# Problem requirements
Transcribe the records below exactly as written, from the opening line through the line that contains "Context bridge for".
· · · ·
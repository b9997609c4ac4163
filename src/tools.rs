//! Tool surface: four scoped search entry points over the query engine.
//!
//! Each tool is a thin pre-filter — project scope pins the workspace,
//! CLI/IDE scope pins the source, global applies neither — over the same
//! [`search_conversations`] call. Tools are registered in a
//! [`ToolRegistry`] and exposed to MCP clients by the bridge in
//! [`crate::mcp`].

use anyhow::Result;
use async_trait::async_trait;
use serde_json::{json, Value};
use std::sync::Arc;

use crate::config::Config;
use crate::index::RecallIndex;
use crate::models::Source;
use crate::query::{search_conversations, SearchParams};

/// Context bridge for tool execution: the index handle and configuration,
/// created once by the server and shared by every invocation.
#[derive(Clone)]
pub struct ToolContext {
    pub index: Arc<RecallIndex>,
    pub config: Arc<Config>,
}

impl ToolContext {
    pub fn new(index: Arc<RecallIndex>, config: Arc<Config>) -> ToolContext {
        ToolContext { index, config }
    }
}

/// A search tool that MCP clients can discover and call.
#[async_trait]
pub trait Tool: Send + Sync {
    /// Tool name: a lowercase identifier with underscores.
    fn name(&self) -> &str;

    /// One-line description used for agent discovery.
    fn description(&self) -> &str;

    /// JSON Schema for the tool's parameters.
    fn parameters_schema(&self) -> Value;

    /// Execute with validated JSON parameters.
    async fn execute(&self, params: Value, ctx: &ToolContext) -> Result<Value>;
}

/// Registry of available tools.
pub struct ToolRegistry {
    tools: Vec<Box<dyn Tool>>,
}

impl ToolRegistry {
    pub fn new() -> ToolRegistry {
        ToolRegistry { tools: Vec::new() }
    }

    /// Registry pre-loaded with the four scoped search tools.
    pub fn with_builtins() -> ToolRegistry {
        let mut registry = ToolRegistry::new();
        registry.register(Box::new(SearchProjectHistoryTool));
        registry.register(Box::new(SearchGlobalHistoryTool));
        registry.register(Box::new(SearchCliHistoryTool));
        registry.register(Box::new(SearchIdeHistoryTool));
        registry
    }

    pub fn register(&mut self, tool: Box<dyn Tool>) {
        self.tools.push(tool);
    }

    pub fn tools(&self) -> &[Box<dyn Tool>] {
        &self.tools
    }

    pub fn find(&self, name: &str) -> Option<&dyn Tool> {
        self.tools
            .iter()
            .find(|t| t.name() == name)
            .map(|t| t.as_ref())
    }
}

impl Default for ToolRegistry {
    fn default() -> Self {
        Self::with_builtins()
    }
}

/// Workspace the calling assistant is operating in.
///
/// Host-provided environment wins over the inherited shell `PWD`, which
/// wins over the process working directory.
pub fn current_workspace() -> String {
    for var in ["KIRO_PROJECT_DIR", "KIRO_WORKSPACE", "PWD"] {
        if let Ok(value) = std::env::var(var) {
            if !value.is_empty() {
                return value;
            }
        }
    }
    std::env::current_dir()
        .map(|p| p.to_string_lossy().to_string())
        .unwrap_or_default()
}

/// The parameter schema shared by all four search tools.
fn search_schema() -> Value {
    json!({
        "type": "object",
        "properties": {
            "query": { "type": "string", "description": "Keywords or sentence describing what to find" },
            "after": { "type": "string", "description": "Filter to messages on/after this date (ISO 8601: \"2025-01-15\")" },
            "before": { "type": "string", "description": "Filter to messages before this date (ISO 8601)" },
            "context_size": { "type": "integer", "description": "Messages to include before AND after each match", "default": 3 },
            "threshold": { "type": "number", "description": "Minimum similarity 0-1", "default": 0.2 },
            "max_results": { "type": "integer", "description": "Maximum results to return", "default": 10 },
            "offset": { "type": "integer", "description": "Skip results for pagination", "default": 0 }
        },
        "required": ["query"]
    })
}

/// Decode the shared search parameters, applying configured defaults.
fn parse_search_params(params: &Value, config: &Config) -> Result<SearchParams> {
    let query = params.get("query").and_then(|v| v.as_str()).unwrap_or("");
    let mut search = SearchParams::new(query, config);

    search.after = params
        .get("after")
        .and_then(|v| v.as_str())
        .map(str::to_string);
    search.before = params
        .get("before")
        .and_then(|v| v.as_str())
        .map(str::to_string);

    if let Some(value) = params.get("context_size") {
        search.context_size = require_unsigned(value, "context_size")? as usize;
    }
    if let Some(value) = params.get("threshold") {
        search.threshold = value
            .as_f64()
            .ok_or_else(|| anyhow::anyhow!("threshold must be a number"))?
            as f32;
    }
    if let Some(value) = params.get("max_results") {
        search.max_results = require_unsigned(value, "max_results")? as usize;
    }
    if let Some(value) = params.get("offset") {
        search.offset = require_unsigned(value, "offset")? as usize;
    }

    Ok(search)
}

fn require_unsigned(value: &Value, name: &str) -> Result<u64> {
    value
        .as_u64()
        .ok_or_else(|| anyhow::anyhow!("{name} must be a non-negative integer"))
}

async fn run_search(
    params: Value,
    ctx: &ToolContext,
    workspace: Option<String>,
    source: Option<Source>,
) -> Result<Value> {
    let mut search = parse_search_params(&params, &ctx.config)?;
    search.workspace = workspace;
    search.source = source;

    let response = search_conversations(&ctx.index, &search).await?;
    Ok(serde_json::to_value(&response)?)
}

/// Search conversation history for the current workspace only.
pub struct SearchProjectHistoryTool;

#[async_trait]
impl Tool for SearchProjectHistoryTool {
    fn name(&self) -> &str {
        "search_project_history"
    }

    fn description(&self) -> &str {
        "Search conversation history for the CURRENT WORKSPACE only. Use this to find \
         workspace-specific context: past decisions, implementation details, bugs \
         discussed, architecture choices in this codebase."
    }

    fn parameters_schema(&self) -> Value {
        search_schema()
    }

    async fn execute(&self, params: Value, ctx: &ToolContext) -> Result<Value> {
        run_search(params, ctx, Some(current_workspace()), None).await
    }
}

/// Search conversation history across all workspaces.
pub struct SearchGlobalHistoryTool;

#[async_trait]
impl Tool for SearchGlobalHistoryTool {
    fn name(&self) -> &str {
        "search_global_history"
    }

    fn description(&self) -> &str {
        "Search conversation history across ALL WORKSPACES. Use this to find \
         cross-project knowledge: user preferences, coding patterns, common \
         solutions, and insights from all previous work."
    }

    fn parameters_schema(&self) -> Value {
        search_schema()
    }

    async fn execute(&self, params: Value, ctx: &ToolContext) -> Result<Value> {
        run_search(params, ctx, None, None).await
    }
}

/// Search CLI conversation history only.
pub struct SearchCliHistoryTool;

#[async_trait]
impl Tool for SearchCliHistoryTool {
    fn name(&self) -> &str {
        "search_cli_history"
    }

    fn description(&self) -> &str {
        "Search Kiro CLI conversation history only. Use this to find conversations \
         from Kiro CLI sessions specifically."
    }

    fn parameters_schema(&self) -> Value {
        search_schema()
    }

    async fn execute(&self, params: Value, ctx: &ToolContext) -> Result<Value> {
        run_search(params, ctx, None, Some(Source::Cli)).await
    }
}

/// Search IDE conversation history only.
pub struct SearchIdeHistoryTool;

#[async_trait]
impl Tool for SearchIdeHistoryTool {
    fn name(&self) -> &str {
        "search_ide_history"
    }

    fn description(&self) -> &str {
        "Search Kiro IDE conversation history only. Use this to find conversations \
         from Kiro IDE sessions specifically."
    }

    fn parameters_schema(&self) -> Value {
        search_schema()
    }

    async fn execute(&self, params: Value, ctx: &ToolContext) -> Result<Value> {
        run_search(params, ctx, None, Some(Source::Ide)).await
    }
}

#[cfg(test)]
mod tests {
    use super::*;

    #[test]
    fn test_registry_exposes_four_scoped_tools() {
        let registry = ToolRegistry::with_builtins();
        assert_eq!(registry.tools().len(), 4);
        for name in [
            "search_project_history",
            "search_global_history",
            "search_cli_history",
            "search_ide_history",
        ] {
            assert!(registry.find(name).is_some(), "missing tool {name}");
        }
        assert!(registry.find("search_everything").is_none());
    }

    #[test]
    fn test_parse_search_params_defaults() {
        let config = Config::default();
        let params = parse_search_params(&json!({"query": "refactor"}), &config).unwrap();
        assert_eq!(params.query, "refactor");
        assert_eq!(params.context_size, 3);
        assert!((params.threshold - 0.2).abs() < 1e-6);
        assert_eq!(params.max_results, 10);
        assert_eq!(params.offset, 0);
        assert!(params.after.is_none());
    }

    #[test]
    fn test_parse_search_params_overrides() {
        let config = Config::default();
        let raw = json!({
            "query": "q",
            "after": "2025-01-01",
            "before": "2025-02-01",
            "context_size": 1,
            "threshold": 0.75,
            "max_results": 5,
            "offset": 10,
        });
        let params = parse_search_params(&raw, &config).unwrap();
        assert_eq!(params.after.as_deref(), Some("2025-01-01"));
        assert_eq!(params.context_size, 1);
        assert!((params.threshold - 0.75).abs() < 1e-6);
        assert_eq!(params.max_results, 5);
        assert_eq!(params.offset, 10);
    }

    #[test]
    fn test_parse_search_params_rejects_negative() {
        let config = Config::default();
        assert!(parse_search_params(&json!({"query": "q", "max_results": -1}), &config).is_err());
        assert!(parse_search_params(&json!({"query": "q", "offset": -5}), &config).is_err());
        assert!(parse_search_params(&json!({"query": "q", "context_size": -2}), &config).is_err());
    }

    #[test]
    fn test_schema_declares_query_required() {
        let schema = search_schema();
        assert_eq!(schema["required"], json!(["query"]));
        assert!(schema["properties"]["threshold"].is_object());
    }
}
· · · ·
# Solution to this problem
repository b9997609c4ac4163
filename src/tools.rs
//! Tool surface: four scoped search entry points over the query engine.
//!
//! Each tool is a thin pre-filter — project scope pins the workspace,
//! CLI/IDE scope pins the source, global applies neither — over the same
//! [`search_conversations`] call. Tools are registered in a
//! [`ToolRegistry`] and exposed to MCP clients by the bridge in
//! [`crate::mcp`].

use anyhow::Result;
use async_trait::async_trait;
use serde_json::{json, Value};
use std::sync::Arc;

use crate::config::Config;
use crate::index::RecallIndex;
use crate::models::Source;
use crate::query::{search_conversations, SearchParams};

/// Context bridge for tool execution: the index handle and configuration,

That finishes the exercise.